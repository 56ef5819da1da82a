use std::path::PathBuf;

use async_trait::async_trait;
use thiserror::Error;
use uuid::Uuid;

#[derive(Debug, Error)]
pub enum BlobError {
    #[error("io error: {0}")]
    Io(#[from] std::io::Error),
    #[error("invalid storage locator: {0}")]
    InvalidLocator(String),
}

/// Blob storage collaborator: maps opaque locators to bytes.
#[async_trait]
pub trait BlobStore: Send + Sync {
    /// Stores `bytes` and returns the locator to persist on the file record.
    async fn put(&self, bytes: &[u8]) -> Result<String, BlobError>;
    async fn get(&self, locator: &str) -> Result<Vec<u8>, BlobError>;
    async fn remove(&self, locator: &str) -> Result<(), BlobError>;
}

/// Keeps every blob as one flat file under `root`.
pub struct LocalBlobStore {
    root: PathBuf,
}

impl LocalBlobStore {
    pub fn new(root: impl Into<PathBuf>) -> Self {
        Self { root: root.into() }
    }

    fn resolve(&self, locator: &str) -> Result<PathBuf, BlobError> {
        let valid = !locator.is_empty()
            && locator
                .chars()
                .all(|c| c.is_ascii_alphanumeric() || c == '-' || c == '_');
        if !valid {
            return Err(BlobError::InvalidLocator(locator.to_owned()));
        }
        Ok(self.root.join(locator))
    }
}

#[async_trait]
impl BlobStore for LocalBlobStore {
    async fn put(&self, bytes: &[u8]) -> Result<String, BlobError> {
        tokio::fs::create_dir_all(&self.root).await?;
        let locator = Uuid::new_v4().simple().to_string();
        tokio::fs::write(self.resolve(&locator)?, bytes).await?;
        Ok(locator)
    }

    async fn get(&self, locator: &str) -> Result<Vec<u8>, BlobError> {
        Ok(tokio::fs::read(self.resolve(locator)?).await?)
    }

    async fn remove(&self, locator: &str) -> Result<(), BlobError> {
        match tokio::fs::remove_file(self.resolve(locator)?).await {
            Ok(()) => Ok(()),
            Err(e) if e.kind() == std::io::ErrorKind::NotFound => Ok(()),
            Err(e) => Err(e.into()),
        }
    }
}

········

[Exercise description]
Every entry should be printed again exactly as written.

[Solution]
repository 56ef5819da1da82a
use std::path::PathBuf;

use async_trait::async_trait;
use thiserror::Error;
use uuid::Uuid;

#[derive(Debug, Error)]
pub enum BlobError {
    #[error("io error: {0}")]
    Io(#[from] std::io::Error),
    #[error("invalid storage locator: {0}")]
    InvalidLocator(String),
}

/// Blob storage collaborator: maps opaque locators to bytes.
#[async_trait]
pub trait BlobStore: Send + Sync {
    /// Stores `bytes` and returns the locator to persist on the file record.
    async fn put(&self, bytes: &[u8]) -> Result<String, BlobError>;
    async fn get(&self, locator: &str) -> Result<Vec<u8>, BlobError>;
    async fn remove(&self, locator: &str) -> Result<(), BlobError>;
}

/// Keeps every blob as one flat file under `root`.
pub struct LocalBlobStore {
    root: PathBuf,
}

impl LocalBlobStore {
    pub fn new(root: impl Into<PathBuf>) -> Self {
        Self { root: root.into() }
    }

    fn resolve(&self, locator: &str) -> Result<PathBuf, BlobError> {
        let valid = !locator.is_empty()
            && locator
                .chars()
                .all(|c| c.is_ascii_alphanumeric() || c == '-' || c == '_');
        if !valid {
            return Err(BlobError::InvalidLocator(locator.to_owned()));
        }
        Ok(self.root.join(locator))
    }
}

#[async_trait]
impl BlobStore for LocalBlobStore {
    async fn put(&self, bytes: &[u8]) -> Result<String, BlobError> {
        tokio::fs::create_dir_all(&self.root).await?;
        let locator = Uuid::new_v4().simple().to_string();
        tokio::fs::write(self.resolve(&locator)?, bytes).await?;
        Ok(locator)
    }

    async fn get(&self, locator: &str) -> Result<Vec<u8>, BlobError> {
        Ok(tokio::fs::read(self.resolve(locator)?).await?)
    }

    async fn remove(&self, locator: &str) -> Result<(), BlobError> {
        match tokio::fs::remove_file(self.resolve(locator)?).await {
            Ok(()) => Ok(()),
            Err(e) if e.kind() == std::io::ErrorKind::NotFound => Ok(()),
            Err(e) => Err(e.into()),
        }
    }
}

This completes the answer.